El clima financiero ha mejorado notablemente para los activos argentinos, con un aumento significativo en las acciones que cotizan en Nueva York. En un contexto donde los principales índices de Wall Street están en alza, las acciones argentinas han experimentado un rebote de casi 12%, lideradas por el sector bancario. El ADR del Grupo Supervielle ha subido un 11,8%, seguido por BBVA con un 11,5% y Banco Macro, que ha repuntado un 10,7%. El ADR del Banco Galicia también ha mostrado un rendimiento positivo, con un incremento del 8%. Esta recuperación se produce al final de un mes que había sido negativo para los mercados, donde el Nasdaq ha subido un 3,3%, el S&P 500 un 2,8% y el Dow Jones un 2,3%.

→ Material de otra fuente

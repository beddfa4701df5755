use std::path::{Path, PathBuf};

use thiserror::Error;

use super::parse::TmdlDocument;
use super::types::Block;
use crate::config::PruneConfig;
use crate::error_codes;
use crate::key::normalize_key;

#[derive(Debug, Clone)]
pub struct ModelScanConfig {
    /// Extension of table files, without the dot.
    pub extension: String,
    /// Maximum file size to read into memory (bytes).
    pub max_file_bytes: u64,
}

impl Default for ModelScanConfig {
    fn default() -> Self {
        Self::from(&PruneConfig::default())
    }
}

impl From<&PruneConfig> for ModelScanConfig {
    fn from(cfg: &PruneConfig) -> Self {
        Self {
            extension: cfg.source_extension().to_string(),
            max_file_bytes: cfg.max_file_bytes,
        }
    }
}

#[derive(Debug, Error)]
#[non_exhaustive]
pub enum ModelScanError {
    #[error("[PRUNE_MODEL_001] model tables directory not found: {path}. Suggestion: point at the semantic model's definition/tables folder.")]
    DirNotFound { path: PathBuf },
    #[error("[PRUNE_MODEL_002] failed to list {path}: {reason}")]
    ReadDir { path: PathBuf, reason: String },
    #[error("[PRUNE_MODEL_004] {count} table file(s) could not be read ({files}); first: {reason}. Suggestion: fix or re-save them; dependencies they declare would otherwise go unprotected.")]
    Incomplete {
        count: usize,
        files: String,
        reason: String,
    },
}

impl ModelScanError {
    pub fn code(&self) -> &'static str {
        match self {
            ModelScanError::DirNotFound { .. } => error_codes::MODEL_DIR_NOT_FOUND,
            ModelScanError::ReadDir { .. } => error_codes::MODEL_READ,
            ModelScanError::Incomplete { .. } => error_codes::MODEL_INCOMPLETE,
        }
    }

    /// The model on disk is missing or malformed, as opposed to an I/O fault.
    pub fn is_input_error(&self) -> bool {
        matches!(self, ModelScanError::DirNotFound { .. } | ModelScanError::Incomplete { .. })
    }
}

/// One parsed table file.
#[derive(Debug, Clone)]
pub struct ModelFile {
    pub path: PathBuf,
    pub file_name: String,
    /// From the `table` declaration, or the file stem when there is none.
    pub table_name: String,
    pub document: TmdlDocument,
}

impl ModelFile {
    pub fn from_text(path: PathBuf, text: &str) -> Self {
        let document = TmdlDocument::parse(text);
        let file_name = path
            .file_name()
            .map(|n| n.to_string_lossy().into_owned())
            .unwrap_or_default();
        let table_name = match document.table() {
            Some(table) => table.name.clone(),
            None => path
                .file_stem()
                .map(|s| s.to_string_lossy().into_owned())
                .unwrap_or_default(),
        };
        Self {
            path,
            file_name,
            table_name,
            document,
        }
    }

    pub fn table(&self) -> Option<&Block> {
        self.document.table()
    }
}

/// A file that could not be read. Scanning continues; planning refuses.
#[derive(Debug, Clone, PartialEq, Eq)]
pub struct UnreadableFile {
    pub path: PathBuf,
    pub code: &'static str,
    pub reason: String,
}

#[derive(Debug, Clone, Default)]
pub struct ModelSnapshot {
    /// Sorted by file name.
    pub files: Vec<ModelFile>,
    pub unreadable: Vec<UnreadableFile>,
}

impl ModelSnapshot {
    /// Index of the file declaring `table`, matched case-insensitively.
    pub fn file_for_table(&self, table: &str) -> Option<usize> {
        let wanted = normalize_key(table);
        self.files
            .iter()
            .position(|f| normalize_key(&f.table_name) == wanted)
    }

    /// Fails when any table file was unreadable: its formulas and variations
    /// would be missing from the dependency graph.
    pub fn ensure_complete(&self) -> Result<(), ModelScanError> {
        let Some(first) = self.unreadable.first() else {
            return Ok(());
        };
        let files: Vec<String> = self
            .unreadable
            .iter()
            .map(|u| {
                u.path
                    .file_name()
                    .map(|n| n.to_string_lossy().into_owned())
                    .unwrap_or_default()
            })
            .collect();
        Err(ModelScanError::Incomplete {
            count: files.len(),
            files: files.join(", "),
            reason: format!("[{}] {}", first.code, first.reason),
        })
    }
}

/// Reads every table file directly inside `dir`. Subdirectories and files
/// with other extensions (including backups) are ignored.
pub fn load_tables_dir(dir: &Path, scan: &ModelScanConfig) -> Result<ModelSnapshot, ModelScanError> {
    if !dir.is_dir() {
        return Err(ModelScanError::DirNotFound {
            path: dir.to_path_buf(),
        });
    }
    let entries = std::fs::read_dir(dir).map_err(|e| ModelScanError::ReadDir {
        path: dir.to_path_buf(),
        reason: e.to_string(),
    })?;

    let mut paths: Vec<PathBuf> = Vec::new();
    for entry in entries {
        let entry = entry.map_err(|e| ModelScanError::ReadDir {
            path: dir.to_path_buf(),
            reason: e.to_string(),
        })?;
        let path = entry.path();
        if path.is_file() && has_extension(&path, &scan.extension) {
            paths.push(path);
        }
    }
    paths.sort();

    let mut snapshot = ModelSnapshot::default();
    for path in paths {
        match read_model_file(&path, scan.max_file_bytes) {
            Ok(text) => snapshot.files.push(ModelFile::from_text(path, &text)),
            Err(unreadable) => {
                log::warn!("skipping {}: {}", path.display(), unreadable.reason);
                snapshot.unreadable.push(unreadable);
            }
        }
    }
    log::debug!("loaded {} table file(s) from {}", snapshot.files.len(), dir.display());
    Ok(snapshot)
}

fn has_extension(path: &Path, extension: &str) -> bool {
    path.extension()
        .and_then(|e| e.to_str())
        .is_some_and(|e| e.eq_ignore_ascii_case(extension))
}

fn read_model_file(path: &Path, max_bytes: u64) -> Result<String, UnreadableFile> {
    let unreadable = |code: &'static str, reason: String| UnreadableFile {
        path: path.to_path_buf(),
        code,
        reason,
    };
    let meta = std::fs::metadata(path)
        .map_err(|e| unreadable(error_codes::MODEL_READ, format!("failed to read metadata: {e}")))?;
    if meta.len() > max_bytes {
        return Err(unreadable(
            error_codes::MODEL_TOO_LARGE,
            format!("file too large to read ({} bytes > {} bytes cap)", meta.len(), max_bytes),
        ));
    }
    std::fs::read_to_string(path)
        .map_err(|e| unreadable(error_codes::MODEL_READ, format!("failed to read as UTF-8 text: {e}")))
}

Detrás de este optimismo en el mercado se encuentra la expectativa de que Estados Unidos e Irán inicien negociaciones que podrían acelerar el fin de la guerra en Medio Oriente. Este cambio en el sentimiento ha permitido que los activos argentinos, que habían estado rezagados en comparación con otros mercados emergentes de la región, comiencen a alinearse más con sus fundamentos. Según analistas de Delphos, la bolsa argentina había sido considerada un mercado standalone, lo que limitó su acceso a flujos de inversión que favorecieron a otros países de Latinoamérica. Sin embargo, en las últimas semanas, este rezago ha comenzado a cerrarse, impulsado por una reacción más alineada a los fundamentos de los activos vinculados a Vaca Muerta, como es el caso de YPF.